++++ Data for the task ++++

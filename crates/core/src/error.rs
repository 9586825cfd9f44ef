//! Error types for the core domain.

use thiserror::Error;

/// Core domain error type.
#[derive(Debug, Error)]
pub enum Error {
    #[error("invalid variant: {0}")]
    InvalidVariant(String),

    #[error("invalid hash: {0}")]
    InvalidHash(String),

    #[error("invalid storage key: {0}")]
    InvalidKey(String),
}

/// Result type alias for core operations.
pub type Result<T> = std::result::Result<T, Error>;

++++

> Assigned task
Every entry must appear again in the answer, exactly as written.

> Solution
filename crates/core/src/error.rs
repository 9586825cfd9f44ef
//! Error types for the core domain.

use thiserror::Error;

/// Core domain error type.
#[derive(Debug, Error)]
pub enum Error {
    #[error("invalid variant: {0}")]
    InvalidVariant(String),

    #[error("invalid hash: {0}")]
    InvalidHash(String),

    #[error("invalid storage key: {0}")]
    InvalidKey(String),
}

/// Result type alias for core operations.
pub type Result<T> = std::result::Result<T, Error>;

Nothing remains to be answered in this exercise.